Yes, Russian crypto-pseudo zoologists who have nothing to gain — except fame and fortune through books, tapes, and tourism — are, once again, claiming they have incontrovertible proof for a living Yeti. Except the bullshit and backpedaling begins right away:
Russian researchers looking for the yeti — the Asian version of the North American Bigfoot — claim to have found “indisputable proof” of the long-sought mystery beast in Siberia. There isn’t a ton of evidence to work with — just a few strands of hair and some tracks in the snow — but it’s enough that the research team says its 95 percent sure that the yeti exists. Others, however, are mighty skeptical of the findings.

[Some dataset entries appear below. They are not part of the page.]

//! Configuration management for the Vitrine site builder.
//!
//! Parses `vitrine.toml` configuration files with serde and provides
//! auto-discovery of config files in parent directories.
//!
//! CLI settings can be applied during load via [`CliSettings`].
//!
//! ## Environment Variable Expansion
//!
//! `server.host` supports environment variable expansion (`$VAR` or
//! `${VAR}`); an unset variable is a load error, not a silent empty
//! string.

use std::path::{Path, PathBuf};

use serde::Deserialize;
use uuid::Uuid;

/// Configuration filename to search for.
const CONFIG_FILENAME: &str = "vitrine.toml";

/// Configuration load error.
#[derive(Debug, thiserror::Error)]
pub enum ConfigError {
    /// The explicitly requested config file does not exist.
    #[error("config file not found: {0}")]
    NotFound(PathBuf),

    /// The file could not be read.
    #[error("failed to read config: {0}")]
    Io(#[from] std::io::Error),

    /// The file is not valid TOML for this schema.
    #[error("failed to parse config: {0}")]
    Parse(#[from] toml::de::Error),

    /// A referenced environment variable is unset.
    #[error("failed to expand '{value}': {reason}")]
    Env {
        /// The value being expanded.
        value: String,
        /// Why expansion failed.
        reason: String,
    },
}

/// CLI settings that override configuration file values.
///
/// All fields are optional. Only non-None values override the loaded
/// config.
#[derive(Debug, Default)]
pub struct CliSettings {
    /// Override server host.
    pub host: Option<String>,
    /// Override server port.
    pub port: Option<u16>,
}

/// Server configuration.
#[derive(Debug, Deserialize)]
#[serde(default)]
pub struct ServerConfig {
    /// Server host address.
    pub host: String,
    /// Server port.
    pub port: u16,
}

impl Default for ServerConfig {
    fn default() -> Self {
        Self {
            host: "127.0.0.1".to_owned(),
            port: 7878,
        }
    }
}

/// Optional seed site created on startup when the store is empty.
#[derive(Debug, Clone, Deserialize)]
pub struct BootstrapConfig {
    /// Owner id for the seed site; a fresh id is generated when absent.
    pub owner: Option<Uuid>,
    /// Seed site name.
    pub name: String,
    /// Seed site domain.
    pub domain: String,
}

/// Application configuration.
#[derive(Debug, Default, Deserialize)]
#[serde(default)]
pub struct Config {
    /// Server configuration.
    pub server: ServerConfig,
    /// Seed site created on first start (optional section).
    pub bootstrap: Option<BootstrapConfig>,

    /// Path to the config file (set after loading).
    #[serde(skip)]
    pub config_path: Option<PathBuf>,
}

impl Config {
    /// Load configuration.
    ///
    /// When `path` is given, that file must exist. Otherwise
    /// `vitrine.toml` is discovered by walking up from the current
    /// directory; if none is found, defaults apply. CLI settings are
    /// applied last.
    ///
    /// # Errors
    ///
    /// Returns [`ConfigError`] if an explicit path is missing, the file
    /// cannot be read or parsed, or env expansion fails.
    pub fn load(path: Option<&Path>, cli: Option<&CliSettings>) -> Result<Self, ConfigError> {
        let mut config = match path {
            Some(path) => {
                if !path.exists() {
                    return Err(ConfigError::NotFound(path.to_path_buf()));
                }
                Self::from_file(path)?
            }
            None => match discover(CONFIG_FILENAME) {
                Some(found) => Self::from_file(&found)?,
                None => Self::default(),
            },
        };

        config.server.host = expand(&config.server.host)?;

        if let Some(cli) = cli {
            if let Some(host) = &cli.host {
                config.server.host.clone_from(host);
            }
            if let Some(port) = cli.port {
                config.server.port = port;
            }
        }

        Ok(config)
    }

    fn from_file(path: &Path) -> Result<Self, ConfigError> {
        let text = std::fs::read_to_string(path)?;
        let mut config: Self = toml::from_str(&text)?;
        config.config_path = Some(path.to_path_buf());
        Ok(config)
    }
}

/// Walk up from the current directory looking for a config file.
fn discover(filename: &str) -> Option<PathBuf> {
    let mut dir = std::env::current_dir().ok()?;
    loop {
        let candidate = dir.join(filename);
        if candidate.is_file() {
            return Some(candidate);
        }
        if !dir.pop() {
            return None;
        }
    }
}

/// Expand `$VAR` / `${VAR}` references in a config value.
fn expand(value: &str) -> Result<String, ConfigError> {
    shellexpand::env(value)
        .map(|expanded| expanded.into_owned())
        .map_err(|e| ConfigError::Env {
            value: value.to_owned(),
            reason: e.to_string(),
        })
}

Of course, a few strands of yak hair and some markings in the snow. LOL, oh yeah, it’s bullet proof man! You know what would really be indisputable proof for a Yeti? A Yeti.
The Lorax says
I lol’ed. Well played, good sir.
binjabreel says
“Bring me a bag of Bigfoot’s droppings or shut the hell up!”
“I have the droppings of someone who saw Bigfoot…”
“Shut the hell up!”
Stephen "DarkSyde" Andrew says
That’s a good point, a skull showing diagnostic signs with an interesting radiodate, coprolites, some fucking hair that tests out. ANYTHING. Any physical evidence.
ajb47 says
Indisputable.
You keep using that word. I don’t think it means what you think it means.
AJ
Aliasalpha says
“indisputable proof”
“95 percent sure”
Do those terms go together?
macallan says
That’s not a yeti, it’s just Reinhold Messner looking for a mountain he didn’t climb yet.